Key Responsibilities- Serve as the primary relationship manager for assigned healthcare providers and provider groups.
- Develop, maintain, and strengthen relationships with physicians, practice administrators, hospitals, and other healthcare organizations.
- Educate providers on network strategies, reimbursement models, operational processes, and organizational initiatives.
- Identify provider concerns and operational challenges; recommend and coordinate effective solutions.
- Partner with internal departments including Operations, Medical Management, Network Management, Provider Contracting, Claims, and Customer Service to resolve provider issues.
- Act as the voice of the provider community by gathering feedback and communicating recommendations to internal leadership and project teams.
- Support provider contracting activities and implementation of strategic network initiatives.
- Analyze provider performance metrics, utilization reports, and operational data to identify improvement opportunities.
- Conduct provider meetings, educational sessions, and presentations regarding policy updates, reimbursement changes, compliance requirements, and new programs.
- Maintain visibility within the provider community through regular onsite visits, professional meetings, and industry events.

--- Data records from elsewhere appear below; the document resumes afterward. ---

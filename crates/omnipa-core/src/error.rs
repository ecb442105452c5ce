// SPDX-FileCopyrightText: 2026 OmniPA Contributors
// SPDX-License-Identifier: MIT OR Apache-2.0

//! Error types for the OmniPA workspace.

use thiserror::Error;

use crate::validate::ValidationError;

/// The primary error type for operations around the router.
///
/// The router itself is total and never returns an error; these cover the
/// boundary where untyped requests and configuration enter the system.
#[derive(Debug, Error)]
pub enum OmnipaError {
    /// The request did not match the conversation shape.
    #[error("invalid router input: {0}")]
    Validation(#[from] ValidationError),

    /// Configuration errors (invalid TOML, out-of-range tunables).
    #[error("configuration error: {0}")]
    Config(String),

    /// The request body was not valid JSON.
    #[error("malformed JSON: {0}")]
    Json(#[from] serde_json::Error),

    /// Reading the request or writing the decision failed.
    #[error("I/O error: {0}")]
    Io(#[from] std::io::Error),
}
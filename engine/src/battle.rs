//! Turn-based battle resolution.
//!
//! [`Battle`] is a pure state machine over the two combatants' current
//! stats plus one random draw per stochastic check. It never touches
//! persistence or currency; settlement belongs to [`crate::api`].

use serde::Serialize;

use crate::Rolls;
use crate::stats::Character;

/// Per-battle health scalar, independent of the persisted health stat.
pub const BATTLE_HEALTH: i32 = 100;

const EVASION_DIVISOR: f64 = 150.0;
const CRIT_DIVISOR: f64 = 200.0;
const STRENGTH_MULTIPLIER: f64 = 1.5;
const CRIT_MULTIPLIER: f64 = 1.8;
const MITIGATION_FACTOR: f64 = 0.4;

#[derive(Debug, Clone, Copy, PartialEq, Eq, Serialize)]
#[serde(rename_all = "snake_case")]
pub enum Side {
    Player,
    Opponent,
}

impl Side {
    pub fn other(self) -> Side {
        match self {
            Side::Player => Side::Opponent,
            Side::Opponent => Side::Player,
        }
    }
}

#[derive(Debug, Clone, Copy, PartialEq)]
pub struct AttackOutcome {
    pub damage: i32,
    pub evaded: bool,
    pub critical: bool,
}

/// Resolve one attack: evasion check, strength-based damage plus the flat
/// weapon bonus, critical check, then flat mitigation with a floor of 1
/// so every landed hit makes progress and no battle can stall.
pub fn resolve_attack(
    rolls: &mut Rolls,
    attacker: &Character,
    defender: &Character,
    weapon_bonus: i32,
) -> AttackOutcome {
    let evasion_chance = defender.stats.agility as f64 / EVASION_DIVISOR;
    if rolls.chance(evasion_chance) {
        return AttackOutcome {
            damage: 0,
            evaded: true,
            critical: false,
        };
    }

    let mut damage = attacker.stats.strength as f64 * STRENGTH_MULTIPLIER + weapon_bonus as f64;
    let critical = rolls.chance(attacker.stats.speed as f64 / CRIT_DIVISOR);
    if critical {
        damage *= CRIT_MULTIPLIER;
    }

    let mitigated = damage - defender.stats.agility as f64 * MITIGATION_FACTOR;
    AttackOutcome {
        damage: (mitigated.floor() as i32).max(1),
        evaded: false,
        critical,
    }
}

/// Strictly higher speed attacks first; equal speed is an unbiased coin
/// flip.
pub fn first_attacker(rolls: &mut Rolls, player: &Character, opponent: &Character) -> Side {
    use std::cmp::Ordering;
    match player.stats.speed.cmp(&opponent.stats.speed) {
        Ordering::Greater => Side::Player,
        Ordering::Less => Side::Opponent,
        Ordering::Equal => {
            if rolls.coin_flip() {
                Side::Player
            } else {
                Side::Opponent
            }
        }
    }
}

#[derive(Debug, Clone, Copy, PartialEq, Eq)]
pub enum Phase {
    PlayerTurn,
    OpponentTurn,
    Finished { victory: bool },
}

#[derive(Debug)]
pub struct Battle {
    player: Character,
    opponent: Character,
    player_bonus: i32,
    opponent_bonus: i32,
    player_health: i32,
    opponent_health: i32,
    phase: Phase,
    log: Vec<String>,
}

impl Battle {
    pub fn new(
        rolls: &mut Rolls,
        player: Character,
        opponent: Character,
        player_bonus: i32,
        opponent_bonus: i32,
    ) -> Self {
        let first = first_attacker(rolls, &player, &opponent);
        let mut log = Vec::new();
        log.push(format!(
            "{} (Lv {}) vs {} (Lv {})",
            player.name, player.level, opponent.name, opponent.level
        ));
        if player_bonus > 0 {
            log.push(format!(
                "{} enters with a weapon (+{} damage)",
                player.name, player_bonus
            ));
        }
        log.push(format!(
            "{} attacks first",
            match first {
                Side::Player => &player.name,
                Side::Opponent => &opponent.name,
            }
        ));
        Self {
            player,
            opponent,
            player_bonus,
            opponent_bonus,
            player_health: BATTLE_HEALTH,
            opponent_health: BATTLE_HEALTH,
            phase: match first {
                Side::Player => Phase::PlayerTurn,
                Side::Opponent => Phase::OpponentTurn,
            },
            log,
        }
    }

    pub fn phase(&self) -> Phase {
        self.phase
    }

    pub fn player(&self) -> &Character {
        &self.player
    }

    pub fn opponent(&self) -> &Character {
        &self.opponent
    }

    pub fn player_health(&self) -> i32 {
        self.player_health
    }

    pub fn opponent_health(&self) -> i32 {
        self.opponent_health
    }

    pub fn log(&self) -> &[String] {
        &self.log
    }

    pub fn is_finished(&self) -> bool {
        matches!(self.phase, Phase::Finished { .. })
    }

    /// `Some(victory)` once terminal.
    pub fn victory(&self) -> Option<bool> {
        match self.phase {
            Phase::Finished { victory } => Some(victory),
            _ => None,
        }
    }

    /// Resolve one attack for whichever side holds the turn. A call in a
    /// terminal state is a no-op, not an error.
    pub fn step(&mut self, rolls: &mut Rolls) -> Option<AttackOutcome> {
        let attacker_side = match self.phase {
            Phase::PlayerTurn => Side::Player,
            Phase::OpponentTurn => Side::Opponent,
            Phase::Finished { .. } => return None,
        };

        let (attacker, defender, bonus) = match attacker_side {
            Side::Player => (&self.player, &self.opponent, self.player_bonus),
            Side::Opponent => (&self.opponent, &self.player, self.opponent_bonus),
        };
        let outcome = resolve_attack(rolls, attacker, defender, bonus);

        if outcome.evaded {
            self.log
                .push(format!("{} evades the attack!", defender.name));
            self.phase = match attacker_side.other() {
                Side::Player => Phase::PlayerTurn,
                Side::Opponent => Phase::OpponentTurn,
            };
            return Some(outcome);
        }

        self.log.push(if outcome.critical {
            format!(
                "CRITICAL! {} deals {} damage",
                attacker.name, outcome.damage
            )
        } else {
            format!("{} deals {} damage", attacker.name, outcome.damage)
        });

        let defender_health = match attacker_side {
            Side::Player => &mut self.opponent_health,
            Side::Opponent => &mut self.player_health,
        };
        *defender_health = (*defender_health - outcome.damage).max(0);

        if *defender_health == 0 {
            let victory = attacker_side == Side::Player;
            let (winner, loser) = match attacker_side {
                Side::Player => (&self.player.name, &self.opponent.name),
                Side::Opponent => (&self.opponent.name, &self.player.name),
            };
            self.log.push(format!("{loser} is defeated, {winner} wins"));
            self.phase = Phase::Finished { victory };
        } else {
            self.phase = match attacker_side.other() {
                Side::Player => Phase::PlayerTurn,
                Side::Opponent => Phase::OpponentTurn,
            };
        }
        Some(outcome)
    }
}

- Monitor healthcare industry trends, reimbursement methodologies, regulatory changes, and market developments.
- Assist with implementation of value-based care initiatives and other healthcare transformation programs.
- Maintain accurate documentation of provider interactions, issue resolution, and project activities.
- Participate in cross-functional projects designed to improve provider engagement, operational efficiencies, and member outcomes.
- Bachelor's degree in Business Administration, Healthcare Administration, Public Health, Finance, or a related field required.
- Equivalent combination of education and relevant provider relations or healthcare industry experience may be considered.
- Minimum of 3–5 years of experience in provider relations, healthcare administration, managed care, health insurance, or provider network management.
- Experience working directly with physician practices, hospitals, or healthcare organizations.
- Experience with provider contracting, reimbursement methodologies, or healthcare operations preferred.
- Experience managing multiple projects and priorities within a matrixed organization.
- Knowledge of healthcare reimbursement methodologies, provider contracting, and network management.
- Working knowledge of CMS regulations, Medicare Advantage, Medicaid, HIPAA, and other applicable healthcare regulations.
- Ability to travel throughout the regional service area for provider meetings and industry events.
- Valid driver's license may be required.
- Ability to deliver presentations to provider groups and executive leadership.
- Strong knowledge of healthcare delivery systems and provider operations.
- Understanding of managed care principles, provider contracting, and reimbursement models.
- Knowledge of value-based care initiatives and population health strategies.
- Strong financial and analytical skills with the ability to interpret provider performance data.
- Excellent negotiation and conflict resolution skills.
- Strong project management and organizational abilities.
- Outstanding written, verbal, and presentation skills.
- Ability to build and maintain productive relationships with physicians and healthcare executives.
- Strong problem-solving and process improvement capabilities.